Provider Overview
Strengths & Best For
AWS offers on-demand, reserved, and spot GPU instances across EC2 P4d (A100), P5 (H100), and G6 (L40S) families, spanning 30+ global regions with enterprise SLAs and deep ML tooling via SageMaker. H100 and A100 clusters are available with InfiniBand networking for distributed LLM training and large-scale AI inference. The broadest ecosystem of any GPU cloud provider, making it the default choice for enterprises already invested in the AWS stack.
- Widest global region coverage
- Deep ecosystem integrations
- Enterprise SLAs
- Reserved instance discounts
Beam is a serverless GPU platform that lets developers deploy AI models and run H100, A100, and T4 compute jobs with automatic scaling and per-second pay-per-use billing — no infrastructure management required. A Python-native SDK and fast cold starts make it easy to build and ship LLM inference APIs, batch ML pipelines, and AI model serving endpoints quickly. A strong choice for Python-first teams that want serverless GPU infrastructure with predictable, usage-based pricing.
- Serverless model
- Auto-scaling
- Simple SDK
- Fast cold starts
Live GPU Pricing
Region Coverage
Popular Comparisons
AWS — hyperscaler provider
AWS offers on-demand, reserved, and spot GPU instances across EC2 P4d (A100), P5 (H100), and G6 (L40S) families, spanning 30+ global regions with enterprise SLAs and deep ML tooling via SageMaker. H100 and A100 clusters are available with InfiniBand networking for distributed LLM training and large-scale AI inference. The broadest ecosystem of any GPU cloud provider, making it the default choice for enterprises already invested in the AWS stack.
Beam — specialist provider
Beam is a serverless GPU platform that lets developers deploy AI models and run H100, A100, and T4 compute jobs with automatic scaling and per-second pay-per-use billing — no infrastructure management required. A Python-native SDK and fast cold starts make it easy to build and ship LLM inference APIs, batch ML pipelines, and AI model serving endpoints quickly. A strong choice for Python-first teams that want serverless GPU infrastructure with predictable, usage-based pricing.
Billing model comparison
AWS uses a On-demand, Reserved (1yr/3yr), Spot billing model with a minimum commitment of None (on-demand). Beam uses Per-second usage billing with a None minimum. AWS's no-commitment on-demand model is more flexible for short-term or experimental workloads, while Beam's commitment requirement suits teams with predictable long-running jobs.

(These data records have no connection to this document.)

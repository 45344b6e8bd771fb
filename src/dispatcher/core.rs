//! Dispatch chain core - hot path for middleware execution.
//!
//! Composes an ordered list of middleware into a single invocable unit with
//! onion-shaped control flow: pre-continuation code runs outer-to-inner,
//! post-continuation code runs inner-to-outer. The chain state is an explicit
//! `{furthest-index, stack}` pair rather than a closure-captured counter, so
//! the double-invocation check is a plain integer comparison.

use crate::context::Context;
use crate::middleware::Middleware;
use std::cell::Cell;
use std::fmt;
use std::sync::Arc;
use tracing::debug;

/// Error produced while a middleware chain is running.
///
/// Dispatch errors are isolated per request: one failing chain never affects
/// concurrently dispatching requests or mutates router state (which is
/// read-only by dispatch time).
#[derive(Debug)]
pub enum DispatchError {
    /// A middleware invoked its continuation more than once.
    ///
    /// `index` is the chain position whose continuation was re-entered.
    /// Never silently ignored: the whole chain fails with this error.
    DoubleInvocation { index: usize },
    /// An application error raised by a handler. Propagates immediately,
    /// aborting the remaining downstream chain.
    Handler(Box<dyn std::error::Error + Send + Sync>),
}

impl DispatchError {
    /// Wrap an application error raised inside a handler.
    pub fn handler<E>(err: E) -> Self
    where
        E: Into<Box<dyn std::error::Error + Send + Sync>>,
    {
        DispatchError::Handler(err.into())
    }
}

impl fmt::Display for DispatchError {
    fn fmt(&self, f: &mut fmt::Formatter<'_>) -> fmt::Result {
        match self {
            DispatchError::DoubleInvocation { index } => {
                write!(f, "next() called multiple times at chain index {index}")
            }
            DispatchError::Handler(err) => write!(f, "handler error: {err}"),
        }
    }
}

impl std::error::Error for DispatchError {
    fn source(&self) -> Option<&(dyn std::error::Error + 'static)> {
        match self {
            DispatchError::DoubleInvocation { .. } => None,
            DispatchError::Handler(err) => Some(err.as_ref()),
        }
    }
}

/// The continuation handed to each middleware.
///
/// `run` executes the remaining downstream chain and returns once all of it
/// (including the implicit terminal no-op) has completed, giving the caller
/// its post-continuation phase. A continuation may be invoked at most once;
/// re-invocation fails with [`DispatchError::DoubleInvocation`].
pub struct Next<'a> {
    index: usize,
    stack: &'a [Arc<dyn Middleware>],
    /// Lowest continuation index still allowed to run, i.e. highest index
    /// reached so far + 1. Shared down the chain; single-threaded per request,
    /// so a `Cell` suffices.
    reached: &'a Cell<usize>,
}

impl Next<'_> {
    /// Run the remaining downstream chain against `ctx`.
    pub fn run(&self, ctx: &mut Context) -> Result<(), DispatchError> {
        // The continuation for position i may run only if i is strictly
        // greater than the highest index reached so far.
        if self.index < self.reached.get() {
            debug!(index = self.index, "continuation re-entered");
            return Err(DispatchError::DoubleInvocation { index: self.index });
        }
        self.reached.set(self.index + 1);
        match self.stack.get(self.index) {
            // Implicit terminal handler: completes immediately.
            None => Ok(()),
            Some(mw) => mw.handle(
                ctx,
                Next {
                    index: self.index + 1,
                    stack: self.stack,
                    reached: self.reached,
                },
            ),
        }
    }
}

/// Execute `stack` against `ctx`, sequentially and single-threaded.
///
/// Middleware at index *i* fully controls whether and when control passes
/// downstream; an error from any middleware aborts the rest of the list and
/// propagates without running outer post-continuation code. The chain never
/// retries a middleware. An empty stack completes immediately.
pub fn dispatch(ctx: &mut Context, stack: &[Arc<dyn Middleware>]) -> Result<(), DispatchError> {
    debug!(
        request_id = %ctx.request_id,
        chain_len = stack.len(),
        "dispatching middleware chain"
    );
    let reached = Cell::new(0);
    Next {
        index: 0,
        stack,
        reached: &reached,
    }
    .run(ctx)
}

Which workloads each provider suits best
AWS is best suited for: Enterprise workloads, Production ML inference, Teams already on AWS. Its key strengths are widest global region coverage, deep ecosystem integrations, enterprise slas. Beam is best suited for: Serverless AI inference, Batch processing, Python-first teams. Its key strengths are serverless model, auto-scaling, simple sdk. As a hyperscaler, AWS offers broader ecosystem integration and compliance certifications at a premium price. Beam as a specialist provider typically offers lower per-GPU rates for teams that don't need the full hyperscaler ecosystem.
Support tiers and region coverage
AWS offers Basic → Enterprise support across 5 regions (us-east-1, us-west-2, eu-west-1 and 2 more). Beam offers Standard support across 1 region (US). AWS's broader region footprint gives it an advantage for latency-sensitive workloads or teams with data residency requirements in specific geographies.
Provider background: AWS vs Beam
AWS was founded in 2006 and is headquartered in Seattle, WA. Beam was founded in 2022 and is headquartered in New York, NY. AWS has 16 years more operational history than Beam, which may matter for teams evaluating provider stability and long-term contract risk. Use the live pricing table above to compare current on-demand and spot rates for specific GPU models, and the region map to verify coverage in your target geography.